== What to work on ==
Your task is to write out exactly the lines of the listing below, from the first down to the line that holds "unit-testable without any".

== Provided records ==

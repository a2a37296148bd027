//! Defensive code extraction from model output.
//!
//! The generation backend returns free text with no contractual structure, so
//! extraction is a pure function from text to code, unit-testable without any
//! live model. Fenced blocks are preferred; prose-wrapped and bare code are
//! recovered by line scanning.

use std::sync::LazyLock;

use regex::Regex;
use thiserror::Error;

/// The response contained nothing that looks like code.
#[derive(Debug, Clone, Copy, PartialEq, Eq, Error)]
#[error("no code-like content in model output")]
pub struct ExtractionFailure;

static TAGGED_FENCE: LazyLock<Regex> = LazyLock::new(|| {
    Regex::new(r"(?s)```(?:python|py)[ \t]*\r?\n(.*?)```").expect("tagged fence regex is valid")
});

static ANY_FENCE: LazyLock<Regex> = LazyLock::new(|| {
    Regex::new(r"(?s)```[^\n`]*\r?\n(.*?)```").expect("fence regex is valid")
});

static CODE_LINE: LazyLock<Regex> = LazyLock::new(|| {
    Regex::new(r"^(import\s|from\s+\w|def\s+\w|class\s+\w|[A-Za-z_][A-Za-z0-9_.\[\]'\x22]*\s*=[^=]|print\()")
        .expect("code line regex is valid")
});

/// Extract runnable code from a model response.
///
/// Tried in order: all `python`-tagged fenced blocks (concatenated), the first
/// fenced block of any tag, the suffix starting at the first code-like line,
/// and finally the whole response when any line looks like code.
pub fn extract_code(text: &str) -> Result<String, ExtractionFailure> {
    let tagged: Vec<&str> = TAGGED_FENCE
        .captures_iter(text)
        .filter_map(|caps| caps.get(1).map(|group| group.as_str()))
        .collect();
    if !tagged.is_empty() {
        let joined = tagged
            .iter()
            .map(|block| block.trim_end())
            .collect::<Vec<_>>()
            .join("\n\n");
        return finish(&joined);
    }

    if let Some(caps) = ANY_FENCE.captures(text) {
        let block = caps.get(1).map(|group| group.as_str()).unwrap_or_default();
        return finish(block);
    }

    if let Some(offset) = first_code_line_offset(text) {
        return finish(&text[offset..]);
    }

    Err(ExtractionFailure)
}

fn first_code_line_offset(text: &str) -> Option<usize> {
    let mut offset = 0;
    for line in text.split_inclusive('\n') {
        if CODE_LINE.is_match(line.trim_start()) {
            return Some(offset);
        }
        offset += line.len();
    }
    None
}

fn finish(code: &str) -> Result<String, ExtractionFailure> {
    let trimmed = code.trim();
    if trimmed.is_empty() {
        return Err(ExtractionFailure);
    }
    Ok(trimmed.to_string())
}
//! Pipeline configuration stored under `.pipeline/state/config.toml`.

use std::fs;
use std::path::{Path, PathBuf};
use std::time::Duration;

use anyhow::{Context, Result, anyhow};
use serde::{Deserialize, Serialize};

/// Pipeline configuration (TOML).
///
/// This file is intended to be edited by humans and must remain stable and
/// automatable. Missing fields default to sensible values.
#[derive(Debug, Clone, Serialize, Deserialize, PartialEq)]
#[serde(default)]
pub struct PipelineConfig {
    pub dataset: DatasetConfig,
    pub generator: GeneratorConfig,
    pub session: SessionConfig,
    pub coding: CodingConfig,
    pub run: RunConfig,
}

#[derive(Debug, Clone, Serialize, Deserialize, PartialEq, Eq)]
#[serde(default)]
pub struct DatasetConfig {
    /// Base dataset CSV, relative to the workspace root.
    pub path: PathBuf,
    /// Stable key columns present in every artifact, used for joins.
    pub id_columns: Vec<String>,
}

#[derive(Debug, Clone, Serialize, Deserialize, PartialEq, Eq)]
#[serde(default)]
pub struct GeneratorConfig {
    /// Command that reads a prompt on stdin and writes a completion to stdout.
    pub command: Vec<String>,
    pub timeout_secs: u64,
    /// Truncate generator output beyond this many bytes.
    pub output_limit_bytes: usize,
}

#[derive(Debug, Clone, Serialize, Deserialize, PartialEq, Eq)]
#[serde(default)]
pub struct SessionConfig {
    /// Interpreter command hosting the execution session.
    pub python: Vec<String>,
    pub code_timeout_secs: u64,
    pub shell_timeout_secs: u64,
    /// Truncate shell output beyond this many bytes.
    pub output_limit_bytes: usize,
}

#[derive(Debug, Clone, Serialize, Deserialize, PartialEq, Eq)]
#[serde(default)]
pub struct CodingConfig {
    /// Maximum synthesize-execute attempts per task.
    pub max_attempts: u32,
    /// Abort a task once one error kind recurs this many times.
    pub repetition_threshold: u32,
    /// Maximum bytes for a generation request before dropping sections.
    pub prompt_budget_bytes: usize,
}

#[derive(Debug, Clone, Serialize, Deserialize, PartialEq, Eq)]
#[serde(default)]
pub struct RunConfig {
    /// Wall-clock budget for a whole run in seconds. Zero disables it.
    pub deadline_secs: u64,
}

impl Default for DatasetConfig {
    fn default() -> Self {
        Self {
            path: PathBuf::from("data/dataset.csv"),
            id_columns: vec!["id".to_string()],
        }
    }
}

impl Default for GeneratorConfig {
    fn default() -> Self {
        Self {
            command: vec!["llm-complete".to_string()],
            timeout_secs: 10 * 60,
            output_limit_bytes: 200_000,
        }
    }
}

impl Default for SessionConfig {
    fn default() -> Self {
        Self {
            python: vec!["python3".to_string()],
            code_timeout_secs: 5 * 60,
            shell_timeout_secs: 60,
            output_limit_bytes: 200_000,
        }
    }
}

impl Default for CodingConfig {
    fn default() -> Self {
        Self {
            max_attempts: 5,
            repetition_threshold: 2,
            prompt_budget_bytes: 40_000,
        }
    }
}

impl Default for RunConfig {
    fn default() -> Self {
        Self { deadline_secs: 0 }
    }
}

impl Default for PipelineConfig {
    fn default() -> Self {
        Self {
            dataset: DatasetConfig::default(),
            generator: GeneratorConfig::default(),
            session: SessionConfig::default(),
            coding: CodingConfig::default(),
            run: RunConfig::default(),
        }
    }
}

impl PipelineConfig {
    pub fn validate(&self) -> Result<()> {
        if self.dataset.id_columns.is_empty() {
            return Err(anyhow!("dataset.id_columns must not be empty"));
        }
        if self.generator.command.is_empty() || self.generator.command[0].trim().is_empty() {
            return Err(anyhow!("generator.command must be a non-empty array"));
        }
        if self.session.python.is_empty() || self.session.python[0].trim().is_empty() {
            return Err(anyhow!("session.python must be a non-empty array"));
        }
        if self.generator.timeout_secs == 0 {
            return Err(anyhow!("generator.timeout_secs must be > 0"));
        }
        if self.session.code_timeout_secs == 0 || self.session.shell_timeout_secs == 0 {
            return Err(anyhow!("session timeouts must be > 0"));
        }
        if self.generator.output_limit_bytes == 0 || self.session.output_limit_bytes == 0 {
            return Err(anyhow!("output_limit_bytes must be > 0"));
        }
        if self.coding.max_attempts == 0 {
            return Err(anyhow!("coding.max_attempts must be > 0"));
        }
        if self.coding.repetition_threshold == 0 {
            return Err(anyhow!("coding.repetition_threshold must be > 0"));
        }
        if self.coding.prompt_budget_bytes == 0 {
            return Err(anyhow!("coding.prompt_budget_bytes must be > 0"));
        }
        Ok(())
    }

    /// Run deadline as a duration, when configured.
    pub fn deadline(&self) -> Option<Duration> {
        (self.run.deadline_secs > 0).then(|| Duration::from_secs(self.run.deadline_secs))
    }
}

/// Load config from a TOML file.
///
/// If the file is missing, returns `PipelineConfig::default()`.
pub fn load_config(path: &Path) -> Result<PipelineConfig> {
    if !path.exists() {
        let cfg = PipelineConfig::default();
        cfg.validate()?;
        return Ok(cfg);
    }
    let contents = fs::read_to_string(path).with_context(|| format!("read {}", path.display()))?;
    let cfg: PipelineConfig =
        toml::from_str(&contents).with_context(|| format!("parse {}", path.display()))?;
    cfg.validate()?;
    Ok(cfg)
}

/// Atomically write config to disk (temp file + rename).
pub fn write_config(path: &Path, cfg: &PipelineConfig) -> Result<()> {
    cfg.validate()?;
    let mut buf = toml::to_string_pretty(cfg).context("serialize config toml")?;
    buf.push('\n');
    write_atomic(path, &buf)
}

fn write_atomic(path: &Path, contents: &str) -> Result<()> {
    let parent = path
        .parent()
        .with_context(|| format!("config path missing parent {}", path.display()))?;
    fs::create_dir_all(parent).with_context(|| format!("create directory {}", parent.display()))?;
    let tmp_path = path.with_extension("toml.tmp");
    fs::write(&tmp_path, contents)
        .with_context(|| format!("write temp config {}", tmp_path.display()))?;
    fs::rename(&tmp_path, path).with_context(|| format!("replace config {}", path.display()))?;
    Ok(())
}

== Answer section ==
repository a2a37296148bd027
//! Defensive code extraction from model output.
//!
//! The generation backend returns free text with no contractual structure, so
//! extraction is a pure function from text to code, unit-testable without any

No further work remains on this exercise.